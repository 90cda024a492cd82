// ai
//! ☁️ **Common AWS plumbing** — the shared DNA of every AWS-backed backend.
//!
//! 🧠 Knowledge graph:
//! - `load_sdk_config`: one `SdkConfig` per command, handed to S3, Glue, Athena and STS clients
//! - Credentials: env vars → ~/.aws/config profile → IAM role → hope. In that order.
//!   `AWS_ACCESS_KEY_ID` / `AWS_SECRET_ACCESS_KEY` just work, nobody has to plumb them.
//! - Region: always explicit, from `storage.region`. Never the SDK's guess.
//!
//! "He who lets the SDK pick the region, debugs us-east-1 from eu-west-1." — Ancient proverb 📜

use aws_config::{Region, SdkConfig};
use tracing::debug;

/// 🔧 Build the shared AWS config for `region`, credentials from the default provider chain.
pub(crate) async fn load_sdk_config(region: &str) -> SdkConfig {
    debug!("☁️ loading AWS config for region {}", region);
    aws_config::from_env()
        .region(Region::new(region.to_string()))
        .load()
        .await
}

━━━━

## [Problem to work on]
After locating the line with "aws_config::from_env()" in the records above, please set down that line and all later ones exactly, and no other line.

## [Response to this task]
    aws_config::from_env()
        .region(Region::new(region.to_string()))
        .load()
        .await
}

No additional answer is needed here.